Task item: When a line of the listing below has the string "prev" in it, copy that line.

━━━━━ Task inputs

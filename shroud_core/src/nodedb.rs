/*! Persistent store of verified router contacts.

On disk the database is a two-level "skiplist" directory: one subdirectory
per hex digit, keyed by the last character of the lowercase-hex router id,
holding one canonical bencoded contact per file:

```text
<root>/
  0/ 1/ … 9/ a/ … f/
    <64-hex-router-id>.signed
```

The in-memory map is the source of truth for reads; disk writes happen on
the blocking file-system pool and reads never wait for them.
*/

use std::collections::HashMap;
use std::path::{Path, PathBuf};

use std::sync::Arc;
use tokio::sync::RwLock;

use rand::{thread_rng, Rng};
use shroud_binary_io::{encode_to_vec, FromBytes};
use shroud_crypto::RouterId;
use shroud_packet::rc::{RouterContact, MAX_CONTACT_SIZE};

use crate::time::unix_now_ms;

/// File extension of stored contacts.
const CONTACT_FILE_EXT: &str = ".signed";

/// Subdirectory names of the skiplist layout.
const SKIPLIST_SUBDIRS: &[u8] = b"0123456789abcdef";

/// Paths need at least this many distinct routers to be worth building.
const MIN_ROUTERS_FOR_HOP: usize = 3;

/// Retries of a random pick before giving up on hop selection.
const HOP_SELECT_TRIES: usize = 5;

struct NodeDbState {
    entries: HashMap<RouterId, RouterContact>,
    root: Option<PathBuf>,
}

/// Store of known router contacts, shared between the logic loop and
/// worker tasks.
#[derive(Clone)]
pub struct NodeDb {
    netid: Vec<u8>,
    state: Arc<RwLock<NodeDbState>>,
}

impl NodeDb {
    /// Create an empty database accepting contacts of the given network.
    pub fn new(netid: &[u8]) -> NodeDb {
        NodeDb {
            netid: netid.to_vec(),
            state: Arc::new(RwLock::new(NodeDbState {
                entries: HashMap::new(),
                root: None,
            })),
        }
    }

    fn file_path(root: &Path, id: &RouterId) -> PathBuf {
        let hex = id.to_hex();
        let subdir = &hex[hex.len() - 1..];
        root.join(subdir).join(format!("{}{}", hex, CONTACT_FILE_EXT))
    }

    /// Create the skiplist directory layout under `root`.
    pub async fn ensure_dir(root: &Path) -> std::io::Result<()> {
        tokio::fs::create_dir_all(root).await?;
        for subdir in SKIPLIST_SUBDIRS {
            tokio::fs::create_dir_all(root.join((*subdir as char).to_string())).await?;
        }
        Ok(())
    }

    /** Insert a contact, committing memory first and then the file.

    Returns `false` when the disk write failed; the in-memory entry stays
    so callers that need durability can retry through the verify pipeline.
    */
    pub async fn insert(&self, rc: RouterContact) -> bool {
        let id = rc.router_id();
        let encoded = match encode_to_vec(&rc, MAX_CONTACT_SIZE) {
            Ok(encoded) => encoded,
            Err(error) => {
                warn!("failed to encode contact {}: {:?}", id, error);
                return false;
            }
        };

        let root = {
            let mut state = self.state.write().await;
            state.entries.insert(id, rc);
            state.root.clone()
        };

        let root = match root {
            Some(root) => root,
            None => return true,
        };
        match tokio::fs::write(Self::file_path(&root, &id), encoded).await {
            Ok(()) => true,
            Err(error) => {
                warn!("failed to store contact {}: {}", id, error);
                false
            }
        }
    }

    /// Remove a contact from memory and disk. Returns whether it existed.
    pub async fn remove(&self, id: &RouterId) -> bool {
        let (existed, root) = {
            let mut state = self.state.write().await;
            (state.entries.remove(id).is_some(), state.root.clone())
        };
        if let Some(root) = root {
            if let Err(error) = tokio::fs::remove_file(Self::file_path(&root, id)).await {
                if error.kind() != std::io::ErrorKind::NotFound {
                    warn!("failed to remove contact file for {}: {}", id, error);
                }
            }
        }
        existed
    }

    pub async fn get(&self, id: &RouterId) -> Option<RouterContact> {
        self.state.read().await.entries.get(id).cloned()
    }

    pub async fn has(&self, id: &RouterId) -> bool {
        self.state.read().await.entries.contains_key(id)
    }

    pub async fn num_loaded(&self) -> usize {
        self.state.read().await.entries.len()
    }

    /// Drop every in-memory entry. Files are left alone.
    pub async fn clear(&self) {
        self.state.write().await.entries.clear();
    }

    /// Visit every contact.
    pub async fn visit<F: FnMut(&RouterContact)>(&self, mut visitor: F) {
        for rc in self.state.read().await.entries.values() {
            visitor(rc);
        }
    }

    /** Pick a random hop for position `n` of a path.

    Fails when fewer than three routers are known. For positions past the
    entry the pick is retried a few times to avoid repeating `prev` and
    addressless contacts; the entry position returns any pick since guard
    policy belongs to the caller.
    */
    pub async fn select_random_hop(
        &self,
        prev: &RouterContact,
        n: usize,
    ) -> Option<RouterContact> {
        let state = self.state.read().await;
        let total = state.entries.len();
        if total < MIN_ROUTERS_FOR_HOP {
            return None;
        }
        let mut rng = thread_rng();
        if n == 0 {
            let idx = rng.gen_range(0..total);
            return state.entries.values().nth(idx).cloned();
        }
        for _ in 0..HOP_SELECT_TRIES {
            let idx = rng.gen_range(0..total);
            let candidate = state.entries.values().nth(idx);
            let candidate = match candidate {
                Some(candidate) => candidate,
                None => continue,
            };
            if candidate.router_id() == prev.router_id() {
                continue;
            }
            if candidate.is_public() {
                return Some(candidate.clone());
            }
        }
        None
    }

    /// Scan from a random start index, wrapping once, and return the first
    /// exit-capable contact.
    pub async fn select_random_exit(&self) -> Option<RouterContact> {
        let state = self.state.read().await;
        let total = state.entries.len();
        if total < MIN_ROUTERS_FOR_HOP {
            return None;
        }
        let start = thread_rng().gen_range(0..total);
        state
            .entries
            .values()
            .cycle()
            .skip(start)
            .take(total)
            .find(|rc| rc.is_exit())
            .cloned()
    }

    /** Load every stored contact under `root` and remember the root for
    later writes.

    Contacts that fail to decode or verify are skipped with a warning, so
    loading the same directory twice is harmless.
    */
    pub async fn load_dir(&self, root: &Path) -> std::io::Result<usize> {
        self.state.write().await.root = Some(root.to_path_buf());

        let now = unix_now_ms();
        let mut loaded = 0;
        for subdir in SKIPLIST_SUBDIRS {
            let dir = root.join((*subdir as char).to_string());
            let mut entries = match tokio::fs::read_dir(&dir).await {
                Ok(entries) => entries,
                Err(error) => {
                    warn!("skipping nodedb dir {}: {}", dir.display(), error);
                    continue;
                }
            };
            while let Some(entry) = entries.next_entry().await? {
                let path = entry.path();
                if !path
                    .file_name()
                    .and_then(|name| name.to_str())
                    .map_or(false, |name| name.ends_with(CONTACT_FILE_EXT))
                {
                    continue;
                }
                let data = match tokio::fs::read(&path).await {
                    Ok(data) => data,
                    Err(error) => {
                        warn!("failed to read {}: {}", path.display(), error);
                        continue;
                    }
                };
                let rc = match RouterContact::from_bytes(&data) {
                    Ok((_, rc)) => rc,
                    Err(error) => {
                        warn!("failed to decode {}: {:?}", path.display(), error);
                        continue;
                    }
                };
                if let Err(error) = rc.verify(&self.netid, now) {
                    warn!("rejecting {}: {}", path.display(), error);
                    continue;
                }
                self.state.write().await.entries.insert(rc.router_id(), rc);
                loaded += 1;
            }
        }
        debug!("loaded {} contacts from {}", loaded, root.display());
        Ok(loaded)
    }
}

━━━━━━━━━━

Response to this exercise:
    entry the pick is retried a few times to avoid repeating `prev` and
        prev: &RouterContact,
            if candidate.router_id() == prev.router_id() {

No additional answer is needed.